## Entries provided
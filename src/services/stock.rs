// ============================================================================
// STOCK - Snapshot completo del stock con fallback de paginación
// ============================================================================
// Camino rápido: get_stock_summary_all devuelve todo en una respuesta.
// Backends viejos no lo implementan; ahí se pagina get_stock_summary con
// cursor hasta hasMore:false, con tope duro de páginas para no colgar la UI
// si el backend nunca corta.
// ============================================================================

use serde_json::{json, Value};

use crate::config::CONFIG;
use crate::models::{distinct_warehouses, StockRow};
use crate::services::api::{ApiClient, ApiResponse};
use crate::services::cache::{LocalCache, KEY_STOCK_ALL, KEY_STOCK_META, KEY_STOCK_WAREHOUSES};
use crate::utils::{pick_array, pick_bool, pick_f64, pick_str};

pub const STOCK_PAGE_LIMIT: u64 = 200;
/// 50 páginas x 200 filas = 10.000 filas, muy por encima de cualquier
/// inventario real de este sistema.
pub const MAX_STOCK_PAGES: u32 = 50;

pub struct StockSnapshot {
    pub rows: Vec<StockRow>,
    pub warehouses: Vec<String>,
    pub last_sync: Option<String>,
}

/// Acumulador del fallback paginado. Separado del loop de red para poder
/// razonar (y testear) la terminación sin tocar el gateway.
pub struct PageAccumulator {
    rows: Vec<Value>,
    pages: u32,
    cursor: u64,
}

impl PageAccumulator {
    pub fn new() -> Self {
        Self {
            rows: Vec::new(),
            pages: 0,
            cursor: 0,
        }
    }

    pub fn next_cursor(&self) -> u64 {
        self.cursor
    }

    /// Incorpora una página y decide si hay que seguir pidiendo.
    /// Devuelve false cuando el backend dice hasMore:false, cuando llega
    /// una página vacía sin flag, o al alcanzar MAX_STOCK_PAGES.
    pub fn push_page(&mut self, data: &Value) -> bool {
        let page_rows = pick_array(data, &["rows", "items", "data"]);
        let page_len = page_rows.len();
        self.rows.extend(page_rows);
        self.pages += 1;

        let has_more = pick_bool(data, &["hasMore", "has_more"]).unwrap_or(page_len > 0);

        self.cursor = pick_f64(data, &["nextCursor", "next_cursor"])
            .map(|c| c as u64)
            .unwrap_or(self.cursor + STOCK_PAGE_LIMIT);

        if self.pages >= MAX_STOCK_PAGES {
            if has_more {
                log::warn!(
                    "⚠️ [STOCK] Tope de {} páginas alcanzado con hasMore aún activo",
                    MAX_STOCK_PAGES
                );
            }
            return false;
        }
        has_more
    }

    pub fn into_rows(self) -> Vec<Value> {
        self.rows
    }
}

/// Snapshot de stock: caché (60s) -> fetch-all -> fallback paginado.
/// `force` salta el caché pero sigue escribiéndolo al terminar.
pub async fn load_stock_all(
    api: &ApiClient,
    cache: &LocalCache,
    force: bool,
) -> Result<StockSnapshot, ApiResponse> {
    if !force {
        let rows: Option<Vec<Value>> = cache.get(KEY_STOCK_ALL);
        if let Some(raw_rows) = rows {
            if !raw_rows.is_empty() {
                log::debug!("💾 [STOCK] Snapshot servido del caché ({} filas)", raw_rows.len());
                let warehouses: Vec<String> =
                    cache.get(KEY_STOCK_WAREHOUSES).unwrap_or_default();
                let meta: Value = cache.get(KEY_STOCK_META).unwrap_or(Value::Null);
                let rows: Vec<StockRow> = raw_rows.iter().map(StockRow::from_value).collect();
                let warehouses = if warehouses.is_empty() {
                    distinct_warehouses(&rows)
                } else {
                    warehouses
                };
                return Ok(StockSnapshot {
                    rows,
                    warehouses,
                    last_sync: pick_str(&meta, &["last_sync_time", "lastSyncTime"]),
                });
            }
        }
    }

    let mut raw_rows: Vec<Value>;
    let mut last_sync: Option<String> = None;

    let all = api.call("get_stock_summary_all", json!({})).await;
    if all.ok {
        let data = all.data();
        raw_rows = pick_array(&data, &["rows", "items", "data"]);
        last_sync = pick_str(&all.raw, &["last_sync_time", "lastSyncTime"]);
        log::info!("🌐 [STOCK] Fetch-all: {} filas", raw_rows.len());
    } else {
        // backend sin fetch-all: se recorre página a página
        log::info!("🌐 [STOCK] Fetch-all no disponible, paginando");
        let mut acc = PageAccumulator::new();
        loop {
            let page = api
                .call(
                    "get_stock_summary",
                    json!({ "limit": STOCK_PAGE_LIMIT, "cursor": acc.next_cursor() }),
                )
                .await;
            if !page.ok {
                if acc.rows.is_empty() {
                    return Err(page);
                }
                // ya hay filas acumuladas: mejor un snapshot parcial que nada
                log::warn!(
                    "⚠️ [STOCK] Página falló tras {} filas, devolviendo parcial",
                    acc.rows.len()
                );
                break;
            }
            if last_sync.is_none() {
                last_sync = pick_str(&page.raw, &["last_sync_time", "lastSyncTime"]);
            }
            if !acc.push_page(&page.data()) {
                break;
            }
        }
        raw_rows = acc.into_rows();
    }

    raw_rows.retain(|r| !r.is_null());

    let rows: Vec<StockRow> = raw_rows.iter().map(StockRow::from_value).collect();
    let warehouses = distinct_warehouses(&rows);

    cache.set(KEY_STOCK_ALL, &raw_rows, CONFIG.stock_cache_ttl_ms);
    cache.set(KEY_STOCK_WAREHOUSES, &warehouses, CONFIG.stock_cache_ttl_ms);
    cache.set(
        KEY_STOCK_META,
        &json!({ "last_sync_time": last_sync }),
        CONFIG.stock_cache_ttl_ms,
    );

    Ok(StockSnapshot {
        rows,
        warehouses,
        last_sync,
    })
}

pub fn invalidate_stock_cache(cache: &LocalCache) {
    cache.clear(KEY_STOCK_ALL);
    cache.clear(KEY_STOCK_WAREHOUSES);
    cache.clear(KEY_STOCK_META);
}

/// Tras un receive/issue el snapshot quedó viejo: se invalida y se dispara
/// una llamada mínima para que el backend recalcule su propio caché.
pub async fn refresh_stock_summary_quick(api: &ApiClient, cache: &LocalCache) {
    invalidate_stock_cache(cache);
    let res = api
        .call("get_stock_summary", json!({ "limit": 1, "cursor": 0 }))
        .await;
    if !res.ok {
        log::warn!("⚠️ [STOCK] Warm-up tras transacción falló: {}", res.error_text());
    }
}

#[cfg(test)]
mod tests {
    use super::*;

    #[test]
    fn accumulator_stops_on_has_more_false() {
        let mut acc = PageAccumulator::new();
        assert!(acc.push_page(&json!({ "rows": [{"a":1},{"a":2}], "hasMore": true })));
        assert!(!acc.push_page(&json!({ "rows": [{"a":3}], "hasMore": false })));
        assert_eq!(acc.into_rows().len(), 3);
    }

    #[test]
    fn accumulator_stops_on_empty_page_without_flag() {
        let mut acc = PageAccumulator::new();
        assert!(acc.push_page(&json!({ "rows": [{"a":1}] })));
        assert!(!acc.push_page(&json!({ "rows": [] })));
        assert_eq!(acc.into_rows().len(), 1);
    }

    #[test]
    fn accumulator_honors_backend_cursor() {
        let mut acc = PageAccumulator::new();
        acc.push_page(&json!({ "rows": [{"a":1}], "hasMore": true, "nextCursor": 777 }));
        assert_eq!(acc.next_cursor(), 777);
    }

    #[test]
    fn accumulator_advances_cursor_by_limit_when_absent() {
        let mut acc = PageAccumulator::new();
        acc.push_page(&json!({ "rows": [{"a":1}], "hasMore": true }));
        assert_eq!(acc.next_cursor(), STOCK_PAGE_LIMIT);
        acc.push_page(&json!({ "rows": [{"a":2}], "hasMore": true }));
        assert_eq!(acc.next_cursor(), STOCK_PAGE_LIMIT * 2);
    }

    #[test]
    fn accumulator_terminates_at_page_cap_even_with_has_more() {
        let mut acc = PageAccumulator::new();
        let mut iterations = 0u32;
        loop {
            iterations += 1;
            let keep = acc.push_page(&json!({ "rows": [{"a": iterations}], "hasMore": true }));
            if !keep {
                break;
            }
            assert!(iterations <= MAX_STOCK_PAGES, "el loop no terminó");
        }
        assert_eq!(iterations, MAX_STOCK_PAGES);
        assert_eq!(acc.into_rows().len(), MAX_STOCK_PAGES as usize);
    }

    #[test]
    fn accumulator_reads_snake_case_flag() {
        let mut acc = PageAccumulator::new();
        assert!(!acc.push_page(&json!({ "rows": [{"a":1}], "has_more": false })));
    }
}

## What to work on
Determine how many lines above contain the word "StockSnapshot", then give the number by itself.

## Answer below
4